WASHINGTON — Factories are churning out more goods. Consumers are spending. Government aid is fueling construction activity. But stagnant pay and weak hiring will likely restrain the economic rebound in coming months.
That cautionary picture emerged from a series of economic reports Monday.
Consumers stepped up their spending in March by the largest amount in five months. Yet the increase was financed out of savings. Incomes rose only slightly.
Unless employers boost pay and ramp up hiring, economists say consumer spending will likely taper off and dampen the recovery.
The construction industry remains a concern, too. Industry spending rose 0.2 percent in March, the first increase in five months, Commerce said. But all the strength came from government activity — much of it related to temporary stimulus money that's expected to run out soon. By contrast, construction by the private sector fell to the lowest level in a decade.
One sector that's helping drive the recovery is manufacturing. Factory activity in April grew at the fastest pace in nearly six years, according to the Institute for Supply Management, representing purchasing executives. Its manufacturing index rose to 60.4 in April from 59.6 in March — the ninth straight month of growth. A level above 50 indicates expansion.
Economists caution that the overall picture is clouded by a weak jobs picture. A report Friday is expected to show no change in the nation's 9.7 percent unemployment rate.
"The consumer needs job creation and income growth to pick up significantly to maintain the momentum in consumer spending and we look to Friday's employment report for further evidence of slow improvement in labor market conditions," analysts for RDQ Economics wrote Monday in a research report.
The government reported Friday that the broadest measure of economic activity, the gross domestic product, grew at an annual rate of 3.2 percent in the January-March period. That marked the third quarterly increase since last summer. Most economists believe the recession, which began in December 2007, probably ended in either June or July or last year.
The healthy first quarter GDP gain was driven by a big rebound in consumer spending, which powered ahead at an annual rate of 3.6 percent, the best showing in three years. But economists said spending gains of that size can't be maintained without greater income and job growth.
Commerce said consumer spending rose 0.6 percent in March, matching economists' expectations. But personal incomes edged up just 0.3 percent, raising new worries about lackluster income growth. At the same time, the personal savings rate fell to 2.7 percent of after-tax incomes. It's the lowest level since September 2008.
High unemployment is likely to continue to keep a lid on income growth. Unless businesses boost hiring, households won't be able to support a high level of consumer spending, which accounts for 70 percent of economic activity. That could weaken the economic rebound.
The 0.3 percent rise in incomes in March followed a tiny 0.1 percent increase in February and a 0.4 percent advance in January. The 0.6 percent rise in consumer spending, which matched last October's gain, followed a 0.5 percent rise in February and a 0.3 percent January increase.
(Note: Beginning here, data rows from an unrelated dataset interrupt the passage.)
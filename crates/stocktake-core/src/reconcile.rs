//! # Reconciliation
//!
//! Compares a session's scans with the zone's expected items.
//!
//! ## Algorithm
//! ```text
//! ┌─────────────────────────────────────────────────────────────────────────┐
//! │                     Reconciliation                                      │
//! │                                                                         │
//! │   E = expected items (by id)        S = scans (by id, last wins)        │
//! │                                                                         │
//! │        ┌───────────────┬───────────────┬───────────────┐               │
//! │        │   E only      │    E ∩ S      │    S only     │               │
//! │        │   MISSING     │   MATCHED     │  UNEXPECTED   │               │
//! │        └───────────────┴───────┬───────┴───────────────┘               │
//! │                                │                                        │
//! │                 scanned state ≠ expected state?                         │
//! │                                │                                        │
//! │                                ▼                                        │
//! │                         STATE MISMATCH                                  │
//! │                                                                         │
//! │   |missing|    + |matched| = |E|                                        │
//! │   |unexpected| + |matched| = |S|                                        │
//! └─────────────────────────────────────────────────────────────────────────┘
//! ```
//!
//! Both inputs are keyed in `BTreeMap`s, so every list in the report is in
//! ascending item id order and the same inputs always produce the same report.

use std::collections::{BTreeMap, HashMap};

use serde::{Deserialize, Serialize};
use ts_rs::TS;

use crate::types::{
    Item, ItemId, ItemState, ItemStateId, ScannedItem, SessionId, SessionWithZone, ZoneId,
};

// =============================================================================
// State Catalog
// =============================================================================

/// Labels of the known item states.
#[derive(Debug, Clone, Default)]
pub struct StateCatalog {
    labels: HashMap<ItemStateId, String>,
}

impl StateCatalog {
    pub fn new(states: impl IntoIterator<Item = ItemState>) -> Self {
        states.into_iter().collect()
    }

    /// Returns true if the state id is in the catalogue.
    pub fn contains(&self, id: ItemStateId) -> bool {
        self.labels.contains_key(&id)
    }

    /// Returns the label of a state, or a placeholder for unknown ids.
    pub fn label(&self, id: ItemStateId) -> String {
        self.labels
            .get(&id)
            .cloned()
            .unwrap_or_else(|| format!("state #{id}"))
    }
}

impl FromIterator<ItemState> for StateCatalog {
    fn from_iter<I: IntoIterator<Item = ItemState>>(iter: I) -> Self {
        StateCatalog {
            labels: iter
                .into_iter()
                .map(|state| (state.id, state.label))
                .collect(),
        }
    }
}

// =============================================================================
// Report
// =============================================================================

/// An item named in a report list.
#[derive(Debug, Clone, PartialEq, Eq, Serialize, Deserialize, TS)]
#[ts(export)]
pub struct ReportItem {
    pub item_id: ItemId,
    pub code: String,
    pub name: String,
}

/// A matched item whose scanned state differs from the expected one.
#[derive(Debug, Clone, PartialEq, Eq, Serialize, Deserialize, TS)]
#[ts(export)]
pub struct StateMismatch {
    pub item_id: ItemId,
    pub code: String,
    pub name: String,
    pub expected_state_id: ItemStateId,
    pub expected_state: String,
    pub scanned_state_id: ItemStateId,
    pub scanned_state: String,
}

/// Outcome of comparing a session's scans with its zone.
#[derive(Debug, Clone, PartialEq, Eq, Serialize, Deserialize, TS)]
#[ts(export)]
pub struct ComparisonReport {
    pub session_id: SessionId,
    pub zone_id: ZoneId,
    /// |E|
    pub expected_count: usize,
    /// |S| after keying by item id.
    pub scanned_count: usize,
    /// |E ∩ S|
    pub matched_count: usize,
    pub missing: Vec<ReportItem>,
    pub unexpected: Vec<ReportItem>,
    pub state_mismatches: Vec<StateMismatch>,
    /// Human-readable counts of each category.
    pub summary: String,
}

impl ComparisonReport {
    /// True when every expected item was scanned, nothing else was, and
    /// every state matched.
    pub fn is_clean(&self) -> bool {
        self.missing.is_empty() && self.unexpected.is_empty() && self.state_mismatches.is_empty()
    }
}

// =============================================================================
// Reconcile
// =============================================================================

/// Reconciles a session's scans with the expected items of its zone.
///
/// `expected` is the zone's item set as the store knows it now; `scans` is
/// the cache snapshot. Runs in O((|E| + |S|) log n) with no I/O.
pub fn reconcile(
    session: &SessionWithZone,
    expected: &[Item],
    scans: &[ScannedItem],
    states: &StateCatalog,
) -> ComparisonReport {
    let expected: BTreeMap<ItemId, &Item> = expected.iter().map(|item| (item.id, item)).collect();
    let scanned: BTreeMap<ItemId, &ScannedItem> =
        scans.iter().map(|scan| (scan.item_id, scan)).collect();

    let mut missing = Vec::new();
    let mut state_mismatches = Vec::new();
    let mut matched_count = 0;

    for (id, item) in &expected {
        match scanned.get(id) {
            None => missing.push(ReportItem {
                item_id: item.id,
                code: item.code.clone(),
                name: item.name.clone(),
            }),
            Some(scan) => {
                matched_count += 1;
                if scan.state_id != item.state_id {
                    state_mismatches.push(StateMismatch {
                        item_id: item.id,
                        code: item.code.clone(),
                        name: item.name.clone(),
                        expected_state_id: item.state_id,
                        expected_state: states.label(item.state_id),
                        scanned_state_id: scan.state_id,
                        scanned_state: states.label(scan.state_id),
                    });
                }
            }
        }
    }

    let unexpected: Vec<ReportItem> = scanned
        .iter()
        .filter(|(id, _)| !expected.contains_key(id))
        .map(|(_, scan)| ReportItem {
            item_id: scan.item_id,
            code: scan.item_code.clone(),
            name: scan.item_name.clone(),
        })
        .collect();

    let summary = format!(
        "{} expected, {} scanned: {} missing, {} unexpected, {} state mismatches",
        expected.len(),
        scanned.len(),
        missing.len(),
        unexpected.len(),
        state_mismatches.len()
    );

    ComparisonReport {
        session_id: session.session.id,
        zone_id: session.zone.id,
        expected_count: expected.len(),
        scanned_count: scanned.len(),
        matched_count,
        missing,
        unexpected,
        state_mismatches,
        summary,
    }
}

// =============================================================================
// Unit Tests
// =============================================================================

#[cfg(test)]
mod tests {
    use super::*;
    use crate::types::{ScanClassification, Session, Zone, ZoneState};
    use chrono::Utc;
    use proptest::prelude::*;
    use std::collections::BTreeSet;

    const OK: ItemStateId = 1;
    const DAMAGED: ItemStateId = 2;

    fn catalog() -> StateCatalog {
        StateCatalog::new(vec![
            ItemState {
                id: OK,
                label: "ok".to_string(),
            },
            ItemState {
                id: DAMAGED,
                label: "damaged".to_string(),
            },
        ])
    }

    fn session() -> SessionWithZone {
        SessionWithZone {
            session: Session {
                id: 11,
                zone_id: 1,
                group_id: 1,
                started_by: 1,
                started_at: Utc::now(),
                observations: String::new(),
            },
            zone: Zone {
                id: 1,
                name: "Warehouse A".to_string(),
                branch_id: 1,
                area_manager_id: 1,
                state: ZoneState::InVerification,
            },
            verification_id: None,
            current_session_id: 11,
        }
    }

    fn item(id: ItemId, state_id: ItemStateId) -> Item {
        Item {
            id,
            code: format!("IT-{id}"),
            name: format!("Item {id}"),
            zone_id: 1,
            state_id,
        }
    }

    fn scan(item_id: ItemId, state_id: ItemStateId) -> ScannedItem {
        ScannedItem {
            item_id,
            item_code: format!("IT-{item_id}"),
            item_name: format!("Item {item_id}"),
            state_id,
            classification: ScanClassification::Correct,
            scanned_at: Utc::now(),
        }
    }

    #[test]
    fn test_missing_item_reported() {
        let expected = vec![item(1, OK), item(2, OK)];
        let scans = vec![scan(1, OK)];

        let report = reconcile(&session(), &expected, &scans, &catalog());

        assert_eq!(report.missing.len(), 1);
        assert_eq!(report.missing[0].item_id, 2);
        assert_eq!(report.missing[0].code, "IT-2");
        assert!(report.unexpected.is_empty());
        assert!(report.state_mismatches.is_empty());
        assert_eq!(report.matched_count, 1);
        assert!(!report.is_clean());
    }

    #[test]
    fn test_unexpected_item_uses_scan_snapshot() {
        let expected = vec![item(1, OK)];
        let mut foreign = scan(40, OK);
        foreign.item_code = "DESK-40".to_string();
        foreign.item_name = "Desk from zone B".to_string();
        foreign.classification = ScanClassification::WrongZone;
        let scans = vec![scan(1, OK), foreign];

        let report = reconcile(&session(), &expected, &scans, &catalog());

        assert_eq!(
            report.unexpected,
            vec![ReportItem {
                item_id: 40,
                code: "DESK-40".to_string(),
                name: "Desk from zone B".to_string(),
            }]
        );
    }

    #[test]
    fn test_state_mismatch_carries_labels() {
        let expected = vec![item(1, OK)];
        let scans = vec![scan(1, DAMAGED)];

        let report = reconcile(&session(), &expected, &scans, &catalog());

        assert_eq!(report.state_mismatches.len(), 1);
        let mismatch = &report.state_mismatches[0];
        assert_eq!(mismatch.expected_state, "ok");
        assert_eq!(mismatch.scanned_state, "damaged");
        assert_eq!(
            report.summary,
            "1 expected, 1 scanned: 0 missing, 0 unexpected, 1 state mismatches"
        );
    }

    #[test]
    fn test_unknown_state_label_placeholder() {
        assert_eq!(catalog().label(99), "state #99");
        assert!(catalog().contains(OK));
        assert!(!catalog().contains(99));
    }

    #[test]
    fn test_last_scan_wins_when_keyed() {
        let expected = vec![item(1, OK)];
        let scans = vec![scan(1, DAMAGED), scan(1, OK)];

        let report = reconcile(&session(), &expected, &scans, &catalog());

        assert_eq!(report.scanned_count, 1);
        assert!(report.is_clean());
    }

    #[test]
    fn test_lists_sorted_by_item_id() {
        let expected = vec![item(9, OK), item(3, OK), item(5, OK)];
        let scans = vec![scan(30, OK), scan(10, OK)];

        let report = reconcile(&session(), &expected, &scans, &catalog());

        let missing: Vec<ItemId> = report.missing.iter().map(|i| i.item_id).collect();
        let unexpected: Vec<ItemId> = report.unexpected.iter().map(|i| i.item_id).collect();
        assert_eq!(missing, vec![3, 5, 9]);
        assert_eq!(unexpected, vec![10, 30]);
    }

    #[test]
    fn test_report_serializes() {
        let report = reconcile(&session(), &[item(1, OK)], &[], &catalog());
        let json = serde_json::to_value(&report).unwrap();
        assert_eq!(json["missing"][0]["code"], "IT-1");
        assert_eq!(json["expected_count"], 1);
    }

    proptest! {
        #![proptest_config(ProptestConfig {
            cases: 256,
            ..ProptestConfig::default()
        })]

        /// Property: every expected id is missing or matched, every scanned id
        /// is unexpected or matched, and mismatches are a subset of matches.
        #[test]
        fn reconciliation_is_complete(
            expected in prop::collection::btree_map(1i64..200, OK..=DAMAGED, 0..40),
            scanned in prop::collection::vec((1i64..200, OK..=DAMAGED), 0..60),
        ) {
            let expected_items: Vec<Item> =
                expected.iter().map(|(id, state)| item(*id, *state)).collect();
            let scans: Vec<ScannedItem> =
                scanned.iter().map(|(id, state)| scan(*id, *state)).collect();
            let scanned_ids: BTreeSet<ItemId> = scanned.iter().map(|(id, _)| *id).collect();

            let report = reconcile(&session(), &expected_items, &scans, &catalog());

            prop_assert_eq!(report.expected_count, expected.len());
            prop_assert_eq!(report.scanned_count, scanned_ids.len());
            prop_assert_eq!(report.missing.len() + report.matched_count, expected.len());
            prop_assert_eq!(report.unexpected.len() + report.matched_count, scanned_ids.len());
            prop_assert!(report.state_mismatches.len() <= report.matched_count);

            for mismatch in &report.state_mismatches {
                prop_assert!(expected.contains_key(&mismatch.item_id));
                prop_assert!(scanned_ids.contains(&mismatch.item_id));
            }

            let again = reconcile(&session(), &expected_items, &scans, &catalog());
            prop_assert_eq!(report, again);
        }
    }
}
Disposable, or after-tax incomes, rose by 0.3 percent in March. The combination of a rise in spending and a scant gain in income left the personal savings rate at 2.7 percent in March. That was down from 3 percent in February. And it was the lowest savings rate since it stood at 2.2 percent in September 2008.
During the housing boom, the annual savings rate had fallen as low as 1.7 percent in 2007. Consumers felt more wealthy as their home values soared and felt less of a need to save.
But once housing sales and prices collapsed, helping lead to the recession, Americans began saving more. The savings rate rose to 4.3 percent in 2009, the highest level in a decade.
In a new Associated Press Economy Survey, two-thirds of the 44 economists surveyed said they believed the last recession had created a "new frugality" among consumers that will outlive the recession. A desire to save more could also act as a drag on spending going forward.
An inflation gauge tied to consumer spending showed a slight 0.1 percent rise in March and the same 0.1 percent increase excluding food and energy. Over the past 12 months, prices excluding food and energy are up by just 1.3 percent, well within the Federal Reserve's comfort zone for keeping short-term rates at record lows.